** Opening Record excerpts block **

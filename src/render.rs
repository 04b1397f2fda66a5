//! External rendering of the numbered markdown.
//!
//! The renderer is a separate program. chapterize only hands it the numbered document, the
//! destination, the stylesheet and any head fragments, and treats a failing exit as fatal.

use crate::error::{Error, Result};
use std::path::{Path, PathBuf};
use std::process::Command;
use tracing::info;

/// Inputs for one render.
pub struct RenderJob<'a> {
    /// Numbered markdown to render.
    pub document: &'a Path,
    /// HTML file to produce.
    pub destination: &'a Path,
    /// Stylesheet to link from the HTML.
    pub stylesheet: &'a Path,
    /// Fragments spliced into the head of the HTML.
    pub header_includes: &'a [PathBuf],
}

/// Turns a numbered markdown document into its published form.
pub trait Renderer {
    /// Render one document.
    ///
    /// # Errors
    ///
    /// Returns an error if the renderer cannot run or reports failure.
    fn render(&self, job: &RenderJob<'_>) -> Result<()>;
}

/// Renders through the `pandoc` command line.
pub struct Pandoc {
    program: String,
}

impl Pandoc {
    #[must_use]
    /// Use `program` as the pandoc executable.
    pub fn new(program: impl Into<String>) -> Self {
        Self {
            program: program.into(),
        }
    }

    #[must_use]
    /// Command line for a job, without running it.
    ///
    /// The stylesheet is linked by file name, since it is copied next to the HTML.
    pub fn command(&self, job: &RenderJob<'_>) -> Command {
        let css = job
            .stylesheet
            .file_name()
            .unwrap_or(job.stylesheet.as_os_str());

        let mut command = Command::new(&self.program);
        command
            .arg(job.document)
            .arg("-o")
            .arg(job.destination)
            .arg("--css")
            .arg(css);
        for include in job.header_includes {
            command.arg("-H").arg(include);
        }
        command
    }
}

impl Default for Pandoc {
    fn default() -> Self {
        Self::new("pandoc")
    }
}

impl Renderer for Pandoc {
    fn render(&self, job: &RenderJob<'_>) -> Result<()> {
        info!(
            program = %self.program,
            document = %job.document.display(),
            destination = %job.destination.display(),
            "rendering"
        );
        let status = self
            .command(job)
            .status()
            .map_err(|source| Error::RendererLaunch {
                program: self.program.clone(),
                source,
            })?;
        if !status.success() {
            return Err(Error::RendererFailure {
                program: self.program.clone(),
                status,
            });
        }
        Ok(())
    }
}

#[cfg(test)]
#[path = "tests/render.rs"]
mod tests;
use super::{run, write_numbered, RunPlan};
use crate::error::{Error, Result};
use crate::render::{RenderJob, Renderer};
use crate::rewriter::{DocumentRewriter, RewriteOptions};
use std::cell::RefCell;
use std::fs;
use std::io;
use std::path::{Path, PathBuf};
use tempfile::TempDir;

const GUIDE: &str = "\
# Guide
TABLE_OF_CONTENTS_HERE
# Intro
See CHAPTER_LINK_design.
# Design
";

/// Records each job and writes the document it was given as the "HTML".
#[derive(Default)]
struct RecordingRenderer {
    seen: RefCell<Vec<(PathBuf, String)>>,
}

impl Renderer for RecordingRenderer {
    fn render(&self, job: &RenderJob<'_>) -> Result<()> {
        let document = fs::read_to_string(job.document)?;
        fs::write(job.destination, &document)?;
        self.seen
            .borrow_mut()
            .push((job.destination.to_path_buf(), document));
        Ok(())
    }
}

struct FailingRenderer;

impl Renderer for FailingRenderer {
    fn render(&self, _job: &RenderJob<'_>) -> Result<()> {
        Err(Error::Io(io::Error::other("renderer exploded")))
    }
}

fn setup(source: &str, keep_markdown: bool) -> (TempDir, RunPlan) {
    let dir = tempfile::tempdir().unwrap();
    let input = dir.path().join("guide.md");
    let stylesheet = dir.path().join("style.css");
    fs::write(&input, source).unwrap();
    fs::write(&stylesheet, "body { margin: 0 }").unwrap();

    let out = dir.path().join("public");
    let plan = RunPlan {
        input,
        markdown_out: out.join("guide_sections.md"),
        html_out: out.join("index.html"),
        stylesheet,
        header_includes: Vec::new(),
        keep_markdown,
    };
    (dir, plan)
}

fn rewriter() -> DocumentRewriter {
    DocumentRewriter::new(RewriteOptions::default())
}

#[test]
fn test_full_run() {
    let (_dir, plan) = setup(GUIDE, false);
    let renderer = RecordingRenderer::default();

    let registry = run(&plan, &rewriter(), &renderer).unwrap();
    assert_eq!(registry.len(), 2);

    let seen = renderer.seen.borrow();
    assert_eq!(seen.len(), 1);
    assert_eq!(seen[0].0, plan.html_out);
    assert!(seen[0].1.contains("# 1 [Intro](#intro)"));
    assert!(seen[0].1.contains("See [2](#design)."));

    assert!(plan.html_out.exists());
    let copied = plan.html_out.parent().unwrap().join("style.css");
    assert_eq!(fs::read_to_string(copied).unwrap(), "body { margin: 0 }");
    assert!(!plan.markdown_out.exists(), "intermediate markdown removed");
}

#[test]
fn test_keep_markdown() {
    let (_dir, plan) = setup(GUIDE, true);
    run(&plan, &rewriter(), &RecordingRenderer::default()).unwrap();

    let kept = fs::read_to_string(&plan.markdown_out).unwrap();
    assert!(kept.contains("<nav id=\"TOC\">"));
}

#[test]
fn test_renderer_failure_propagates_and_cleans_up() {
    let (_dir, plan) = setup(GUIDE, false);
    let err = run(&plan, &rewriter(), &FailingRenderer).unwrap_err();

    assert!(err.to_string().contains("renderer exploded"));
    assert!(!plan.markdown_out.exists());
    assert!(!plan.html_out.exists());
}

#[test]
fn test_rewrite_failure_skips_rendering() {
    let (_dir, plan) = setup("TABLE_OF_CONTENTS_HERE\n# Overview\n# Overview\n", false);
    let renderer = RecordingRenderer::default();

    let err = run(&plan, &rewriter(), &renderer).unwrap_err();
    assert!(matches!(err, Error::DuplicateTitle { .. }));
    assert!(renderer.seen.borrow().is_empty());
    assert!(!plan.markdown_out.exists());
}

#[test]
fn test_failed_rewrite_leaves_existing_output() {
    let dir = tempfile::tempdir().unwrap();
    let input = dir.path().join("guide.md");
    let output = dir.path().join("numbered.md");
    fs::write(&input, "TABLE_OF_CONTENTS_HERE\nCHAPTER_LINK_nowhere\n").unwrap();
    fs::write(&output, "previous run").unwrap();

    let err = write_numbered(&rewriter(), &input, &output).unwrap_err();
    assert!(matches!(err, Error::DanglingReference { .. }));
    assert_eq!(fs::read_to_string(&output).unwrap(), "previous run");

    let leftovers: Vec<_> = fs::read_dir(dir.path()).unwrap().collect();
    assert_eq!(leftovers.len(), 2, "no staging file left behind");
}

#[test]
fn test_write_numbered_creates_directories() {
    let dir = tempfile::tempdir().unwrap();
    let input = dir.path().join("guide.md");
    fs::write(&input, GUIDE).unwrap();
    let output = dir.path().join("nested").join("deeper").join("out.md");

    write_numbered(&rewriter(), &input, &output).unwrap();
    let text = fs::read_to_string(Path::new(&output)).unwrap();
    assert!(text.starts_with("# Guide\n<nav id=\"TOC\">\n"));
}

** Closing Record excerpts block **

* **How to complete this task**
Set down all of the lines above without altering a word.

* **Exercise output**
filename src/render.rs
repository 04b1397f2fda66a5
//! External rendering of the numbered markdown.
//!
//! The renderer is a separate program. chapterize only hands it the numbered document, the
//! destination, the stylesheet and any head fragments, and treats a failing exit as fatal.

use crate::error::{Error, Result};
use std::path::{Path, PathBuf};
use std::process::Command;
use tracing::info;

/// Inputs for one render.
pub struct RenderJob<'a> {
    /// Numbered markdown to render.
    pub document: &'a Path,
    /// HTML file to produce.
    pub destination: &'a Path,
    /// Stylesheet to link from the HTML.
    pub stylesheet: &'a Path,
    /// Fragments spliced into the head of the HTML.
    pub header_includes: &'a [PathBuf],
}

/// Turns a numbered markdown document into its published form.
pub trait Renderer {
    /// Render one document.
    ///
    /// # Errors
    ///
    /// Returns an error if the renderer cannot run or reports failure.
    fn render(&self, job: &RenderJob<'_>) -> Result<()>;
}

/// Renders through the `pandoc` command line.
pub struct Pandoc {
    program: String,
}

impl Pandoc {
    #[must_use]
    /// Use `program` as the pandoc executable.
    pub fn new(program: impl Into<String>) -> Self {
        Self {
            program: program.into(),
        }
    }

    #[must_use]
    /// Command line for a job, without running it.
    ///
    /// The stylesheet is linked by file name, since it is copied next to the HTML.
    pub fn command(&self, job: &RenderJob<'_>) -> Command {
        let css = job
            .stylesheet
            .file_name()
            .unwrap_or(job.stylesheet.as_os_str());

        let mut command = Command::new(&self.program);
        command
            .arg(job.document)
            .arg("-o")
            .arg(job.destination)
            .arg("--css")
            .arg(css);
        for include in job.header_includes {
            command.arg("-H").arg(include);
        }
        command
    }
}

impl Default for Pandoc {
    fn default() -> Self {
        Self::new("pandoc")
    }
}

impl Renderer for Pandoc {
    fn render(&self, job: &RenderJob<'_>) -> Result<()> {
        info!(
            program = %self.program,
            document = %job.document.display(),
            destination = %job.destination.display(),
            "rendering"
        );
        let status = self
            .command(job)
            .status()
            .map_err(|source| Error::RendererLaunch {
                program: self.program.clone(),
                source,
            })?;
        if !status.success() {
            return Err(Error::RendererFailure {
                program: self.program.clone(),
                status,
            });
        }
        Ok(())
    }
}

#[cfg(test)]
#[path = "tests/render.rs"]
mod tests;
use super::{run, write_numbered, RunPlan};
use crate::error::{Error, Result};
use crate::render::{RenderJob, Renderer};
use crate::rewriter::{DocumentRewriter, RewriteOptions};
use std::cell::RefCell;
use std::fs;
use std::io;
use std::path::{Path, PathBuf};
use tempfile::TempDir;

const GUIDE: &str = "\
# Guide
TABLE_OF_CONTENTS_HERE
# Intro
See CHAPTER_LINK_design.
# Design
";

/// Records each job and writes the document it was given as the "HTML".
#[derive(Default)]
struct RecordingRenderer {
    seen: RefCell<Vec<(PathBuf, String)>>,
}

impl Renderer for RecordingRenderer {
    fn render(&self, job: &RenderJob<'_>) -> Result<()> {
        let document = fs::read_to_string(job.document)?;
        fs::write(job.destination, &document)?;
        self.seen
            .borrow_mut()
            .push((job.destination.to_path_buf(), document));
        Ok(())
    }
}

struct FailingRenderer;

impl Renderer for FailingRenderer {
    fn render(&self, _job: &RenderJob<'_>) -> Result<()> {
        Err(Error::Io(io::Error::other("renderer exploded")))
    }
}

fn setup(source: &str, keep_markdown: bool) -> (TempDir, RunPlan) {
    let dir = tempfile::tempdir().unwrap();
    let input = dir.path().join("guide.md");
    let stylesheet = dir.path().join("style.css");
    fs::write(&input, source).unwrap();
    fs::write(&stylesheet, "body { margin: 0 }").unwrap();

    let out = dir.path().join("public");
    let plan = RunPlan {
        input,
        markdown_out: out.join("guide_sections.md"),
        html_out: out.join("index.html"),
        stylesheet,
        header_includes: Vec::new(),
        keep_markdown,
    };
    (dir, plan)
}

fn rewriter() -> DocumentRewriter {
    DocumentRewriter::new(RewriteOptions::default())
}

#[test]
fn test_full_run() {
    let (_dir, plan) = setup(GUIDE, false);
    let renderer = RecordingRenderer::default();

    let registry = run(&plan, &rewriter(), &renderer).unwrap();
    assert_eq!(registry.len(), 2);

    let seen = renderer.seen.borrow();
    assert_eq!(seen.len(), 1);
    assert_eq!(seen[0].0, plan.html_out);
    assert!(seen[0].1.contains("# 1 [Intro](#intro)"));
    assert!(seen[0].1.contains("See [2](#design)."));

    assert!(plan.html_out.exists());
    let copied = plan.html_out.parent().unwrap().join("style.css");
    assert_eq!(fs::read_to_string(copied).unwrap(), "body { margin: 0 }");
    assert!(!plan.markdown_out.exists(), "intermediate markdown removed");
}

#[test]
fn test_keep_markdown() {
    let (_dir, plan) = setup(GUIDE, true);
    run(&plan, &rewriter(), &RecordingRenderer::default()).unwrap();

    let kept = fs::read_to_string(&plan.markdown_out).unwrap();
    assert!(kept.contains("<nav id=\"TOC\">"));
}

#[test]
fn test_renderer_failure_propagates_and_cleans_up() {
    let (_dir, plan) = setup(GUIDE, false);
    let err = run(&plan, &rewriter(), &FailingRenderer).unwrap_err();

    assert!(err.to_string().contains("renderer exploded"));
    assert!(!plan.markdown_out.exists());
    assert!(!plan.html_out.exists());
}

#[test]
fn test_rewrite_failure_skips_rendering() {
    let (_dir, plan) = setup("TABLE_OF_CONTENTS_HERE\n# Overview\n# Overview\n", false);
    let renderer = RecordingRenderer::default();

    let err = run(&plan, &rewriter(), &renderer).unwrap_err();
    assert!(matches!(err, Error::DuplicateTitle { .. }));
    assert!(renderer.seen.borrow().is_empty());
    assert!(!plan.markdown_out.exists());
}

#[test]
fn test_failed_rewrite_leaves_existing_output() {
    let dir = tempfile::tempdir().unwrap();
    let input = dir.path().join("guide.md");
    let output = dir.path().join("numbered.md");
    fs::write(&input, "TABLE_OF_CONTENTS_HERE\nCHAPTER_LINK_nowhere\n").unwrap();
    fs::write(&output, "previous run").unwrap();

    let err = write_numbered(&rewriter(), &input, &output).unwrap_err();
    assert!(matches!(err, Error::DanglingReference { .. }));
    assert_eq!(fs::read_to_string(&output).unwrap(), "previous run");

    let leftovers: Vec<_> = fs::read_dir(dir.path()).unwrap().collect();
    assert_eq!(leftovers.len(), 2, "no staging file left behind");
}

#[test]
fn test_write_numbered_creates_directories() {
    let dir = tempfile::tempdir().unwrap();
    let input = dir.path().join("guide.md");
    fs::write(&input, GUIDE).unwrap();
    let output = dir.path().join("nested").join("deeper").join("out.md");

    write_numbered(&rewriter(), &input, &output).unwrap();
    let text = fs::read_to_string(Path::new(&output)).unwrap();
    assert!(text.starts_with("# Guide\n<nav id=\"TOC\">\n"));
}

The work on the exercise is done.